This year, FSP conducted a big thermal spraying project in their Pori, Finland, paint shop. The project consisted of 132 steel segments, which were transported into Norway after assembly, to be used as part of the foundations of wind turbine power stations in the North Sea.
The foundations of a wind power plant are constructed from four segments. According to the area manager of FSP, Miikka Kuutilo, the goal of the surface treatment is to protect steel structures from salt water corrosion and prevent abrasion corrosion, as the structures will be used in highly extreme circumstances in the Norwegian North Sea.
Kuutilo describes thermal spraying as one of the most diverse industrial surface treatment methods, and that it’s also in high demand because it offers a wide selection of coating materials, among other things. The main goal is to extend the life span and maintenance intervals of the product.
“Thermal spraying provides steel structures with excellent qualities compared to other types of technical applications. Such qualities are, on top of the corrosion-protection, resistance to abrasion, hardness, thermal conductivity, heat durability and adhesive strength as well as its suitability to be used for large surfaces,” Kuutilo describes.
Expansion to several sectors of industry
Thermal spraying can be used to enhance the electrical conductivity or -insulation, lubrication, friction, chemical durability and other qualities of treated objects.
The advantages of the procedure, according to Kuutilo, are also the great speed of manufacturing, low heat input into the work-piece and reasonable surface treating costs compared with other applications.
Due to its versatility, thermal spraying has spread to a number of industries.

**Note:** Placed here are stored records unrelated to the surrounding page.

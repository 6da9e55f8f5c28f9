//! RepositoryService - high-level API
//!
//! Wraps a [`VersionStore`] with repository and version operations. Every
//! operation runs its storage work in one short transaction that never spans
//! an `.await`; cache invalidation happens after the commit.
//!
//! # Version lifecycle
//!
//! ```rust,ignore
//! let service = RepositoryService::new(InMemoryVersionStore::new());
//! let repo = service.create_repository("files", FILE_KIND).await?;
//!
//! let mut handle = service.new_version(repo.id, None).await?;
//! handle.add_content(&ids).await?;
//! let sealed = handle.finalize().await?; // None when nothing changed
//! ```

use std::collections::{BTreeSet, HashSet};
use std::sync::Arc;

use parking_lot::Mutex;
use tracing::{debug, info};
use uuid::Uuid;

use super::handle::VersionHandle;
use crate::config::{StoreConfig, DEFAULT_BATCH_SIZE, MAX_BATCH_SIZE};
use crate::domain::{
    CacheInvalidator, ContentCount, ContentId, ContentUnit, Distribution, DomainId, KindRegistry,
    LedgerTx, MembershipFilter, NoopInvalidator, Publication, Repository, RepositoryContent,
    RepositoryId, RepositoryVersion, VersionId, VersionStore, DEFAULT_DOMAIN,
};
use crate::infrastructure::InMemoryVersionStore;
use crate::versioning::{self, materializer, retention};
use crate::{Result, StorageError};

/// A version whose cached snapshot disagrees with the ledger
#[derive(Debug, Clone, PartialEq, Eq)]
pub struct SnapshotMismatch {
    pub number: u32,
    /// In the ledger but not in the snapshot
    pub missing_from_snapshot: BTreeSet<ContentId>,
    /// In the snapshot but not in the ledger
    pub missing_from_ledger: BTreeSet<ContentId>,
}

/// Result of [`RepositoryService::verify_repository`]
#[derive(Debug, Clone, Default, PartialEq, Eq)]
pub struct VerificationReport {
    pub versions_checked: usize,
    pub mismatches: Vec<SnapshotMismatch>,
}

impl VerificationReport {
    pub fn is_consistent(&self) -> bool {
        self.mismatches.is_empty()
    }
}

pub(crate) struct ServiceInner {
    pub(crate) store: Arc<dyn VersionStore>,
    pub(crate) kinds: KindRegistry,
    pub(crate) invalidator: Arc<dyn CacheInvalidator>,
    pub(crate) batch_size: usize,
    pub(crate) cache_enabled: bool,
    /// Repositories with a live [`VersionHandle`] in this process
    pub(crate) live: Mutex<HashSet<RepositoryId>>,
}

impl ServiceInner {
    pub(crate) fn read<T>(&self, f: impl FnOnce(&mut dyn LedgerTx) -> Result<T>) -> Result<T> {
        let mut tx = self.store.begin()?;
        f(tx.as_mut())
    }

    pub(crate) fn write<T>(&self, f: impl FnOnce(&mut dyn LedgerTx) -> Result<T>) -> Result<T> {
        let mut tx = self.store.begin()?;
        let out = f(tx.as_mut())?;
        tx.commit()?;
        Ok(out)
    }

    pub(crate) async fn invalidate(&self, base_paths: Vec<String>) {
        if !self.cache_enabled || base_paths.is_empty() {
            return;
        }
        debug!(paths = ?base_paths, "Invalidating content cache");
        self.invalidator.invalidate(&base_paths).await;
    }

    /// Base paths of distributions pointing at the repository itself
    pub(crate) fn repository_base_paths(
        tx: &mut dyn LedgerTx,
        repository_id: RepositoryId,
    ) -> Result<Vec<String>> {
        Ok(tx
            .distributions(repository_id)?
            .into_iter()
            .filter(|d| d.repository_id == Some(repository_id))
            .map(|d| d.base_path)
            .collect())
    }

    pub(crate) fn cleanup(&self, repository_id: RepositoryId) -> Result<Vec<RepositoryVersion>> {
        retention::cleanup_old_versions(self.store.as_ref(), repository_id, self.batch_size)
    }
}
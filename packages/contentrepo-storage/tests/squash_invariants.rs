//! Property-based tests for ledger compaction
//!
//! Invariants that hold for any history:
//! - Deleting a version leaves every other version's content unchanged
//! - No ledger record names a deleted version
//! - Within one version the ledger stays normalized, whatever the
//!   order of adds and removes

use std::collections::{BTreeMap, BTreeSet};

use contentrepo_storage::domain::models::MembershipFilter;
use contentrepo_storage::domain::{LedgerTx, VersionStore};
use contentrepo_storage::versioning::{self, materializer, Finalized, VersionEditor};
use contentrepo_storage::{
    ContentId, ContentUnit, InMemoryVersionStore, Repository, SimpleKind, FILE_KIND,
};
use proptest::prelude::*;
use proptest::sample::Index;

const POOL: usize = 6;
const BATCH: usize = 2;

fn subset(pool: &[ContentId], mask: u8) -> BTreeSet<ContentId> {
    pool.iter()
        .enumerate()
        .filter(|(i, _)| mask & (1 << i) != 0)
        .map(|(_, id)| *id)
        .collect()
}

/// Repository whose version `i + 1` holds `subset(masks[i])`; versions
/// without a net change are discarded and burn no number.
fn build_history(
    store: &InMemoryVersionStore,
    masks: &[u8],
) -> (Repository, Vec<ContentId>, BTreeMap<u32, BTreeSet<ContentId>>) {
    let kind = SimpleKind::file();
    let units: Vec<ContentUnit> = (0..POOL).map(|_| ContentUnit::new(FILE_KIND)).collect();
    let pool: Vec<ContentId> = units.iter().map(|u| u.id).collect();

    let mut repository = Repository::new("history", FILE_KIND);
    let mut expected = BTreeMap::new();
    {
        let mut tx = store.begin().unwrap();
        tx.insert_content(&units).unwrap();
        tx.insert_repository(&repository).unwrap();
        versioning::create_initial_version(tx.as_mut(), &mut repository).unwrap();
        tx.commit().unwrap();
    }
    expected.insert(0, BTreeSet::new());

    for mask in masks {
        let target = subset(&pool, *mask);
        let mut tx = store.begin().unwrap();
        let mut version =
            versioning::open_version(tx.as_mut(), &repository, &kind, None, false, BATCH).unwrap();
        VersionEditor::new(tx.as_mut(), &repository, &mut version, BATCH)
            .set_content(&target)
            .unwrap();
        let outcome =
            versioning::seal_version(tx.as_mut(), &mut repository, &mut version, &kind, BATCH)
                .unwrap();
        tx.commit().unwrap();
        if let Finalized::Sealed(sealed) = outcome {
            expected.insert(sealed.number, target);
        }
    }
    (repository, pool, expected)
}

fn assert_history(
    tx: &mut dyn LedgerTx,
    repository: &Repository,
    expected: &BTreeMap<u32, BTreeSet<ContentId>>,
) -> Result<(), TestCaseError> {
    let versions = tx.list_versions(repository.id).unwrap();
    let numbers: Vec<u32> = versions.iter().map(|v| v.number).collect();
    let expected_numbers: Vec<u32> = expected.keys().copied().collect();
    prop_assert_eq!(numbers, expected_numbers);

    for version in &versions {
        let derived = materializer::derive_from_ledger(tx, version).unwrap();
        prop_assert_eq!(&derived, &expected[&version.number]);
        prop_assert_eq!(version.content_ids.as_ref(), Some(&derived));
    }
    Ok(())
}

proptest! {
    #![proptest_config(ProptestConfig::with_cases(64))]

    #[test]
    fn prop_delete_preserves_other_versions(
        masks in prop::collection::vec(0u8..64, 1..8),
        picks in prop::collection::vec(any::<Index>(), 1..5),
    ) {
        let store = InMemoryVersionStore::new();
        let (repository, _pool, mut expected) = build_history(&store, &masks);

        for pick in picks {
            if expected.len() <= 1 {
                break;
            }
            let number = *pick.get(&expected.keys().copied().collect::<Vec<_>>());

            let mut tx = store.begin().unwrap();
            let version = tx.version_by_number(repository.id, number).unwrap().unwrap();
            versioning::delete_version(tx.as_mut(), &version, BATCH).unwrap();
            tx.commit().unwrap();
            expected.remove(&number);

            let mut tx = store.begin().unwrap();
            prop_assert_eq!(tx.count_references(version.id).unwrap(), 0);
            assert_history(tx.as_mut(), &repository, &expected)?;
        }
    }

    #[test]
    fn prop_history_matches_requested_content(masks in prop::collection::vec(0u8..64, 1..10)) {
        let store = InMemoryVersionStore::new();
        let (repository, _pool, expected) = build_history(&store, &masks);
        let mut tx = store.begin().unwrap();
        assert_history(tx.as_mut(), &repository, &expected)?;
    }

    #[test]
    fn prop_mutations_keep_ledger_normalized(
        ops in prop::collection::vec((any::<bool>(), 0u8..64), 1..12),
        base in 0u8..64,
    ) {
        let store = InMemoryVersionStore::new();
        let (repository, pool, _) = build_history(&store, &[base]);
        let kind = SimpleKind::file();

        let mut tx = store.begin().unwrap();
        let mut version =
            versioning::open_version(tx.as_mut(), &repository, &kind, None, false, BATCH).unwrap();
        let mut model = subset(&pool, base);
        {
            let mut editor = VersionEditor::new(tx.as_mut(), &repository, &mut version, BATCH);
            for (add, mask) in &ops {
                let ids = subset(&pool, *mask);
                if *add {
                    editor.add_content(&ids).unwrap();
                    model.extend(ids);
                } else {
                    editor.remove_content(&ids).unwrap();
                    model.retain(|id| !ids.contains(id));
                }
            }
        }

        prop_assert_eq!(materializer::derive_from_ledger(tx.as_mut(), &version).unwrap(), model.clone());
        prop_assert_eq!(version.content_ids.clone(), Some(model));

        let records = tx.memberships(repository.id, &MembershipFilter::default()).unwrap();
        let mut open_per_content = BTreeMap::new();
        for record in &records {
            prop_assert!(record.version_removed != Some(record.version_added));
            if record.version_removed.is_none() {
                *open_per_content.entry(record.content_id).or_insert(0) += 1;
            }
        }
        prop_assert!(open_per_content.values().all(|n| *n == 1));

        let added = materializer::added(tx.as_mut(), &version, None).unwrap();
        let removed = materializer::removed(tx.as_mut(), &version, None).unwrap();
        prop_assert!(added.is_disjoint(&removed));
    }
}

In several countries, it generally is now a industry demanded surface treatment method. It can be used for bridges, cranes, ships, off-shore-platforms, port facilities, oil rigs, fences and gates as well as vehicles, among other things.
In thermal spraying a solid metal is melted down and sprayed onto the surface of a given object, which will form a surface coating of uniform quality and high durability.
Strict quality control
The whole coating process consists of preliminary preparation of the surface to be coated, spraying, sealing and finishing. A thermal spraying process demands a strict quality control according to standards.
Before the actual coating, the suitability of the steel structure will be checked through for the used method. The workers will diligently clean out all grease and contaminants. After the abrasive blasting the surface roughness, the absence of dust and the rest of the surface profile will be checked.
Also, it will be made sure, that the oxide layer has been removed from the metallic surface, meaning that it is in an active state. The surface temperature must be sufficiently over the dew point.
Sufficient smoke exhaust will ensure, that a harmful dust layer will not accumulate onto the surface during the coating. After thermal spraying the work quality will be assessed visually both with a film thickness measurement and a pull-off test.
Wind turbine flanges received durability
During the last year FSP has also done another demanding surface coating project in Pori using thermal spraying. The objects of thermal spraying were wind turbine flanges, which were also given a zinc coating.
The wind turbine flanges are part of the new Pori Tahkoluoto wind park ocean foundations. FSP conducted the work in western Finland, in Mäntyluoto, Pori, for Technip Offshore Finland Oy, which manufactures oil rigs, among other things.